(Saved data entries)
○ ○ ○

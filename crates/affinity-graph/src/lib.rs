//! Affinity Graph - Similarity indexing and distance ranking
//!
//! This crate builds a weighted undirected graph over items, where each
//! relation's weight is the dissimilarity of its endpoints, and ranks
//! everything reachable from a query item by cumulative distance.
//!
//! # Architecture
//!
//! The graph uses petgraph internally, with a key index beside it. On top
//! of it sit:
//! - Incremental insertion with a pluggable admission policy
//! - Name resolution (n-gram index) and tag lookup
//! - Deterministic snapshots, persisted with sled
//!
//! # Example
//!
//! ```
//! use affinity_graph::{Below, IncrementalIndex, JaccardDistance};
//! use affinity_core::Item;
//!
//! let mut index = IncrementalIndex::new();
//! for item in [
//!     Item::new("Cowboy Bebop").with_tags(["space", "noir", "jazz"]),
//!     Item::new("Trigun").with_tags(["space", "western"]),
//!     Item::new("Samurai Champloo").with_tags(["jazz", "samurai"]),
//! ] {
//!     index.add_item(item, &JaccardDistance, &Below::new(1.0)).unwrap();
//! }
//!
//! let ranked = index.search("trigun", index.names(), Some(3)).unwrap();
//! assert_eq!(ranked[0].key.as_str(), "trigun");
//! assert_eq!(ranked[1].key.as_str(), "cowboy bebop");
//! ```

mod admission;
mod graph;
mod index;
mod ranking;
mod resolver;
mod snapshot;
mod store;
mod tag_index;
mod weight;

pub use admission::{AdmissionConfig, AdmissionPolicy, AdmitAll, Below};
pub use graph::SimilarityGraph;
pub use index::{AddOutcome, IncrementalIndex, IndexStats};
pub use ranking::{Ranked, RankingEngine, RankingResult};
pub use resolver::{ExactResolver, NameIndex, Resolver};
pub use snapshot::IndexSnapshot;
pub use store::{IndexStore, StoreError};
pub use tag_index::TagIndex;
pub use weight::{JaccardDistance, SharedTagDistance, WeightFunction};

pub use tokio_util::sync::CancellationToken;
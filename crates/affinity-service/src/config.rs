//! Service configuration.

use affinity_graph::AdmissionConfig;
use serde::{Deserialize, Serialize};

/// Configuration for a [`SearchService`](crate::SearchService).
#[derive(Debug, Clone, Default, PartialEq, Serialize, Deserialize)]
#[serde(default)]
pub struct ServiceConfig {
    /// Which candidate relations enter the graph on insert.
    pub admission: AdmissionConfig,
    /// Result cap applied when a query does not give its own.
    pub default_limit: Option<usize>,
}

impl ServiceConfig {
    /// Parses a configuration from JSON. Missing fields take their defaults.
    pub fn from_json(text: &str) -> serde_json::Result<Self> {
        serde_json::from_str(text)
    }
}

#[cfg(test)]
mod tests {
    use super::*;

    #[test]
    fn test_default_config() {
        let config = ServiceConfig::default();
        assert_eq!(config.admission, AdmissionConfig::All);
        assert_eq!(config.default_limit, None);
    }

    #[test]
    fn test_from_json() {
        let config = ServiceConfig::from_json(
            r#"{"admission": {"policy": "below", "threshold": 0.8}, "default_limit": 10}"#,
        )
        .unwrap();
        assert_eq!(config.admission, AdmissionConfig::Below { threshold: 0.8 });
        assert_eq!(config.default_limit, Some(10));
    }

    #[test]
    fn test_partial_json() {
        let config = ServiceConfig::from_json(r#"{"default_limit": 3}"#).unwrap();
        assert_eq!(config.admission, AdmissionConfig::All);
    }
}
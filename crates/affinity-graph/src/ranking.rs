//! Distance ranking over the similarity graph.
//!
//! Single-source shortest paths over non-negative weights. Everything
//! reachable from the source ends up in the result with its cumulative
//! distance; vertices in other components are simply absent.
//!
//! The result is itself a priority queue so an entry recorded when its
//! vertex was popped can still be revised later. Relaxation is strict and
//! weights are non-negative, so a popped vertex never re-enters the
//! frontier and the revision path is kept structurally but never fires.
//! Admission rejects negative weights and the traversal treats one as an
//! invariant violation.
//!
//! An infinite weight is a valid relation: its far end is reached at
//! distance infinity and ranks after every finite distance.

use crate::graph::SimilarityGraph;
use affinity_core::{Error, ItemKey, PriorityQueue, Result};
use serde::{Deserialize, Serialize};
use std::cmp::Ordering;
use std::collections::HashMap;
use std::time::Instant;
use tokio_util::sync::CancellationToken;
use tracing::debug;

/// One ranked item.
#[derive(Debug, Clone, PartialEq, Serialize, Deserialize)]
pub struct Ranked {
    pub key: ItemKey,
    /// Cumulative weight of the shortest path from the source.
    pub distance: f64,
}

/// Output of one traversal.
#[derive(Debug, Clone)]
pub struct RankingResult {
    /// Where the traversal started.
    pub source: ItemKey,
    /// Finalized distances, revisable in place.
    queue: PriorityQueue<ItemKey, f64>,
    /// Time taken in milliseconds.
    pub query_time_ms: u64,
}

impl RankingResult {
    pub fn len(&self) -> usize {
        self.queue.len()
    }

    pub fn is_empty(&self) -> bool {
        self.queue.is_empty()
    }

    pub fn contains(&self, key: &ItemKey) -> bool {
        self.queue.contains(key)
    }

    /// Shortest distance from the source, or `None` if unreachable.
    pub fn distance_of(&self, key: &ItemKey) -> Option<f64> {
        self.queue.priority_of(key)
    }

    /// Closest remaining entry (the source itself until popped).
    pub fn peek(&self) -> Result<(&ItemKey, f64)> {
        self.queue.peek()
    }

    pub fn pop(&mut self) -> Result<Ranked> {
        self.queue
            .pop()
            .map(|(key, distance)| Ranked { key, distance })
    }

    /// Every entry in ascending distance. Ties are broken by key.
    pub fn ordered(&self) -> Vec<Ranked> {
        let mut entries = self.queue.ordered_view();
        entries.sort_by(|a, b| {
            a.1.partial_cmp(&b.1)
                .unwrap_or(Ordering::Equal)
                .then_with(|| a.0.cmp(&b.0))
        });
        entries
            .into_iter()
            .map(|(key, distance)| Ranked { key, distance })
            .collect()
    }

    /// The `k` closest entries, source included.
    pub fn top(&self, k: usize) -> Vec<Ranked> {
        let mut ordered = self.ordered();
        ordered.truncate(k);
        ordered
    }

    pub fn into_queue(self) -> PriorityQueue<ItemKey, f64> {
        self.queue
    }
}

/// Runs distance rankings over a [`SimilarityGraph`].
///
/// Traversal state is local to each call; the graph is only read, so any
/// number of rankings may run over an unchanging graph at once.
pub struct RankingEngine;

impl RankingEngine {
    /// Ranks every vertex reachable from `source`.
    pub fn run(graph: &SimilarityGraph, source: &ItemKey) -> Result<RankingResult> {
        Self::traverse(graph, source, None)
    }

    /// Like [`RankingEngine::run`], checking `cancel` once per frontier pop.
    pub fn run_with(
        graph: &SimilarityGraph,
        source: &ItemKey,
        cancel: &CancellationToken,
    ) -> Result<RankingResult> {
        Self::traverse(graph, source, Some(cancel))
    }

    fn traverse(
        graph: &SimilarityGraph,
        source: &ItemKey,
        cancel: Option<&CancellationToken>,
    ) -> Result<RankingResult> {
        let start = Instant::now();

        if !graph.contains(source) {
            return Err(Error::NotFound(source.to_string()));
        }

        let mut dist_to: HashMap<&ItemKey, f64> = HashMap::new();
        let mut frontier: PriorityQueue<&ItemKey, f64> = PriorityQueue::new();
        let mut result: PriorityQueue<ItemKey, f64> = PriorityQueue::new();

        dist_to.insert(source, 0.0);
        frontier.insert(source, 0.0)?;

        let mut pops = 0usize;
        while let Ok((u, _)) = frontier.pop() {
            if cancel.is_some_and(CancellationToken::is_cancelled) {
                return Err(Error::Cancelled);
            }
            pops += 1;

            let du = dist_to.get(u).copied().unwrap_or(f64::INFINITY);
            if result.contains(u) {
                result.change_priority(u, du)?;
            } else {
                result.insert(u.clone(), du)?;
            }

            for (v, weight) in graph.neighbors(u) {
                if weight < 0.0 {
                    return Err(Error::InvariantViolation(format!(
                        "negative weight {weight} between `{u}` and `{v}`"
                    )));
                }
                let candidate = du + weight;
                // Strict: re-opening on ties never terminates with zero weights.
                let improves = dist_to.get(v).map_or(true, |&current| candidate < current);
                if improves {
                    dist_to.insert(v, candidate);
                    frontier.insert_or_decrease(v, candidate);
                }
            }
        }

        let query_time_ms = start.elapsed().as_millis() as u64;
        debug!(
            "Ranked {} items from `{}` in {} pops ({} ms)",
            result.len(),
            source,
            pops,
            query_time_ms
        );

        Ok(RankingResult {
            source: source.clone(),
            queue: result,
            query_time_ms,
        })
    }
}

impl SimilarityGraph {
    /// Ranks every vertex reachable from `source` by distance.
    pub fn rank(&self, source: &ItemKey) -> Result<RankingResult> {
        RankingEngine::run(self, source)
    }
}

○ ○ ○

What the task asks> For each line in the data that contains the string "PartialEq", give a copy of that line.

Solution for this problem>
#[derive(Debug, Clone, Default, PartialEq, Serialize, Deserialize)]
#[derive(Debug, Clone, PartialEq, Serialize, Deserialize)]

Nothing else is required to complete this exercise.